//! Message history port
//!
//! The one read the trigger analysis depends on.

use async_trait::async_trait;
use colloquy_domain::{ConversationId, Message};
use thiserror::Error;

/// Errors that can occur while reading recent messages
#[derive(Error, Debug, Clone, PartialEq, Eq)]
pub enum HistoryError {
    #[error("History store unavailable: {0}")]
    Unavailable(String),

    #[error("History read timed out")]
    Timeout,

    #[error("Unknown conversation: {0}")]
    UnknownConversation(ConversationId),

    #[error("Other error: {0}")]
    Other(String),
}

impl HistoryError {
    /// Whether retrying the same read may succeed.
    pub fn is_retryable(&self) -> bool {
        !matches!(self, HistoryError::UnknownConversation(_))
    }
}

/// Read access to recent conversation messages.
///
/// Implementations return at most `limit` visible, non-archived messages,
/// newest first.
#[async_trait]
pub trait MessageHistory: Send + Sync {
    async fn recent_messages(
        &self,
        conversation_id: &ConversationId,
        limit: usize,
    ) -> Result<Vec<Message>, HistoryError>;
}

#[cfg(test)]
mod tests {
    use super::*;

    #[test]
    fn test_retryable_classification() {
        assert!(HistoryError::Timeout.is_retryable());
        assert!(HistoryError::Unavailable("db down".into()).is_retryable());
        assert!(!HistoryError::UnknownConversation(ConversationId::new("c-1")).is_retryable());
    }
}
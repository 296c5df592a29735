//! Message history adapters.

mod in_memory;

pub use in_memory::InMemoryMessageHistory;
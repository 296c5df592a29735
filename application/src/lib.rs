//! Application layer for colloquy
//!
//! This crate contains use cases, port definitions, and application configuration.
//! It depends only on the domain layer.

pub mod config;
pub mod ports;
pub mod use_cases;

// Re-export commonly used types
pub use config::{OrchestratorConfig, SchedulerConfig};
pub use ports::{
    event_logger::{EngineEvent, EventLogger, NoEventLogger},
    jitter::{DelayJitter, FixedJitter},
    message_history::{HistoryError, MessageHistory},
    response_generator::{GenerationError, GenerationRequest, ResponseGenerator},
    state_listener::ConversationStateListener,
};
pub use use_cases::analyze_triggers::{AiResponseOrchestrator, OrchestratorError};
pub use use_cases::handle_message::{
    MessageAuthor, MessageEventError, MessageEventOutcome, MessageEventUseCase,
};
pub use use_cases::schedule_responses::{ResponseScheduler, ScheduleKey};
* * *
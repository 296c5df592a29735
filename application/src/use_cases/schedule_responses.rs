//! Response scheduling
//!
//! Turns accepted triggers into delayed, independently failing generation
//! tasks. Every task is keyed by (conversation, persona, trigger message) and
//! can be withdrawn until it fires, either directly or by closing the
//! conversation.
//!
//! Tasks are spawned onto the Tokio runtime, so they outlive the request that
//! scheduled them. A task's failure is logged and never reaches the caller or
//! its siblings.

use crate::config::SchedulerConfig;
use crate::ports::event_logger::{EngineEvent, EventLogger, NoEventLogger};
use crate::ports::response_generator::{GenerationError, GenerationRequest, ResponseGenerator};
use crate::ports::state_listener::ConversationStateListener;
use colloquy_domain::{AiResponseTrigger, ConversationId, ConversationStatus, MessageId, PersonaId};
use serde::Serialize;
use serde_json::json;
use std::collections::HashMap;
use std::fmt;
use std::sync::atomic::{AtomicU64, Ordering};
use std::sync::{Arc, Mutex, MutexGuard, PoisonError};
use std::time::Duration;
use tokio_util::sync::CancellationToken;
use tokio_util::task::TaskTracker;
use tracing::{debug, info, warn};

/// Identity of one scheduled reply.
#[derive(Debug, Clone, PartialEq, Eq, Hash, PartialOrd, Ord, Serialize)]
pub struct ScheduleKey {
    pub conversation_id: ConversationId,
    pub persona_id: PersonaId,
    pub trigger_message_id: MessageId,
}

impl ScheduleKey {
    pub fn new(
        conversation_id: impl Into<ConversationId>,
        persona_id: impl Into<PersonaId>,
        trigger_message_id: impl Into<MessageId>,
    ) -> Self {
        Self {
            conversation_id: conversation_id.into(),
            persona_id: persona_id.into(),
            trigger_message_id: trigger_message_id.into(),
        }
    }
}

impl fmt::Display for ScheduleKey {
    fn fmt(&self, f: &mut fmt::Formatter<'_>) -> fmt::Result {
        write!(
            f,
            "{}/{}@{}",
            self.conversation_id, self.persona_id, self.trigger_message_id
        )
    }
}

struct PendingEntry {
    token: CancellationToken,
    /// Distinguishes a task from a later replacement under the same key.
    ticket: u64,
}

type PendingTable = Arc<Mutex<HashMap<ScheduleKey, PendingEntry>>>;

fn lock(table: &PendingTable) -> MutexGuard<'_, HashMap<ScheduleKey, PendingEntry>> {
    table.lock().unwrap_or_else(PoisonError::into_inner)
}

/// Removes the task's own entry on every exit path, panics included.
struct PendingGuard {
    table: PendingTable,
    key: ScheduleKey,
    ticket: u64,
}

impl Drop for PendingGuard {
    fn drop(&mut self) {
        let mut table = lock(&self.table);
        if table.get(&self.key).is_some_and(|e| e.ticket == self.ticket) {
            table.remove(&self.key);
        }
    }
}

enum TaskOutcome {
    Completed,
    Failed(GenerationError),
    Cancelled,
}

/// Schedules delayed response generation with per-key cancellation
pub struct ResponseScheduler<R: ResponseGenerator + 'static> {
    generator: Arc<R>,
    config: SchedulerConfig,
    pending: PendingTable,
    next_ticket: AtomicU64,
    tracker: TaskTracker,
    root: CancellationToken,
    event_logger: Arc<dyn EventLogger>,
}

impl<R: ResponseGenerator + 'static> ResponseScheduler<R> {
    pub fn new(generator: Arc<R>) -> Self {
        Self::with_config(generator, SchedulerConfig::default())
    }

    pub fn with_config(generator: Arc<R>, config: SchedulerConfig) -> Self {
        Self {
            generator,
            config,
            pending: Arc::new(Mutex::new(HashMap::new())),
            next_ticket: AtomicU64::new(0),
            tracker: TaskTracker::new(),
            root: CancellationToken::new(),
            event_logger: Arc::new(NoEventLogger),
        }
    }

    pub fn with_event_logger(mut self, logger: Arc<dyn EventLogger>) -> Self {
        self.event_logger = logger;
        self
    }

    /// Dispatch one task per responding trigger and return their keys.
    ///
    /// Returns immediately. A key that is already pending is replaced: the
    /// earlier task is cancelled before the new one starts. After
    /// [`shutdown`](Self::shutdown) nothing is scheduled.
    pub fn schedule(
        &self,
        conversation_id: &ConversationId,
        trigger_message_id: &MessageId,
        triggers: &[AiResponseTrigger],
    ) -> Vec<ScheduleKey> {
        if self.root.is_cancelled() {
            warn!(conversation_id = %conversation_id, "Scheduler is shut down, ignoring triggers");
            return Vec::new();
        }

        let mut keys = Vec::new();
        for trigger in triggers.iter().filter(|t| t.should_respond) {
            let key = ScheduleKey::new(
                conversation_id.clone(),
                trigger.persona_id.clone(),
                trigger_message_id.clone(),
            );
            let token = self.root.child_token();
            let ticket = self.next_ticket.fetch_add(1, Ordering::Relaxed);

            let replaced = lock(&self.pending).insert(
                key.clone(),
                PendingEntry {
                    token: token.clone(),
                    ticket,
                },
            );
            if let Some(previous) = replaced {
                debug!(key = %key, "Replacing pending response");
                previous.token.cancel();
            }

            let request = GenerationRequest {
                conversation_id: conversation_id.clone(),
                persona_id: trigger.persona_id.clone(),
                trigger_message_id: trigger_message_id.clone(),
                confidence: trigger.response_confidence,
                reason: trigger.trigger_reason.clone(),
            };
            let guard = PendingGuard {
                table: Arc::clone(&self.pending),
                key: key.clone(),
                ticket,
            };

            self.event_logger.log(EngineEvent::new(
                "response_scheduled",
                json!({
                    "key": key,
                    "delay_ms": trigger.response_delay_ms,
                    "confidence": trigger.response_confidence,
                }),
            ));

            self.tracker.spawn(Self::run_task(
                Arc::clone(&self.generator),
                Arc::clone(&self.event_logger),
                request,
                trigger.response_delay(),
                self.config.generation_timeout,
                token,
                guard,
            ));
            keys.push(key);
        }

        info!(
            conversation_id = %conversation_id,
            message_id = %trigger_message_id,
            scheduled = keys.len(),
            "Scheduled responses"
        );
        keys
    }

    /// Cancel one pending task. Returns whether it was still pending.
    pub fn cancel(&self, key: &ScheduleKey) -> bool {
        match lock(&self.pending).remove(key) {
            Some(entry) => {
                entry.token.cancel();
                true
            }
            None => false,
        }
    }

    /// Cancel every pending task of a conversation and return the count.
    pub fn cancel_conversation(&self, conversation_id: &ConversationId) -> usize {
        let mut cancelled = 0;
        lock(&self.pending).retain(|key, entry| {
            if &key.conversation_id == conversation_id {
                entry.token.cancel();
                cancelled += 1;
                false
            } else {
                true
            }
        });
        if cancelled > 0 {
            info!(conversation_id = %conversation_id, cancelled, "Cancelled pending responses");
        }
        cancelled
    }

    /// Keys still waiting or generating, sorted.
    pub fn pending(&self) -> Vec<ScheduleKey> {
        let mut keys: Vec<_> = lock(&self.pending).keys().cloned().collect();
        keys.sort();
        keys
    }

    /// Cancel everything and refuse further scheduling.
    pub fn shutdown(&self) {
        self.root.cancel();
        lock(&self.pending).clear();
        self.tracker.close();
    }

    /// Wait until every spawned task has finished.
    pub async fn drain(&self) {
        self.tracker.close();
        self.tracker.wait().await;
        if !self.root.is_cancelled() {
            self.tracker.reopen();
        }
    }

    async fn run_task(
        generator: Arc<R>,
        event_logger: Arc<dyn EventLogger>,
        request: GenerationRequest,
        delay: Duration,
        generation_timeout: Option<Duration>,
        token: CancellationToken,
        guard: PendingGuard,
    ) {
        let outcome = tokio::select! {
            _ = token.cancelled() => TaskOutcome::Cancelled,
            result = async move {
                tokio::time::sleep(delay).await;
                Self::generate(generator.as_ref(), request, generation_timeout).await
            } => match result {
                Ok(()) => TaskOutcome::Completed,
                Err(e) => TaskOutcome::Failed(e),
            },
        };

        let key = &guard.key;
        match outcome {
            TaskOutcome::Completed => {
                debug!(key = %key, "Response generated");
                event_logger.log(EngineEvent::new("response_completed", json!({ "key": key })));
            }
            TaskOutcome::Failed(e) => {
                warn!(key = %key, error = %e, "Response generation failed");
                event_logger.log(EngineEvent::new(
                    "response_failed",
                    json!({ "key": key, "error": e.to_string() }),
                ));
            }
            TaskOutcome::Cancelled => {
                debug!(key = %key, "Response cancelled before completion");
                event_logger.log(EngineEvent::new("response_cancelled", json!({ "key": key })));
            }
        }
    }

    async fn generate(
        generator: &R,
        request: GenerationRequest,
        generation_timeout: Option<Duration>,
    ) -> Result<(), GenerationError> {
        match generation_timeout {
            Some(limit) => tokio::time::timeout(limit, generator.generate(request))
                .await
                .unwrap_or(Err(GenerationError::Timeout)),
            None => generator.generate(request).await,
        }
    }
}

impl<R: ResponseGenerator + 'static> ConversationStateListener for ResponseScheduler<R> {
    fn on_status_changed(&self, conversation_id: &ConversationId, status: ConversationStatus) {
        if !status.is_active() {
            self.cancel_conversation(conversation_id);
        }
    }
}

THE TASK
Only lines holding the string "previous" are wanted; gather each one from the entries above.

ANSWER SPACE
            if let Some(previous) = replaced {
                previous.token.cancel();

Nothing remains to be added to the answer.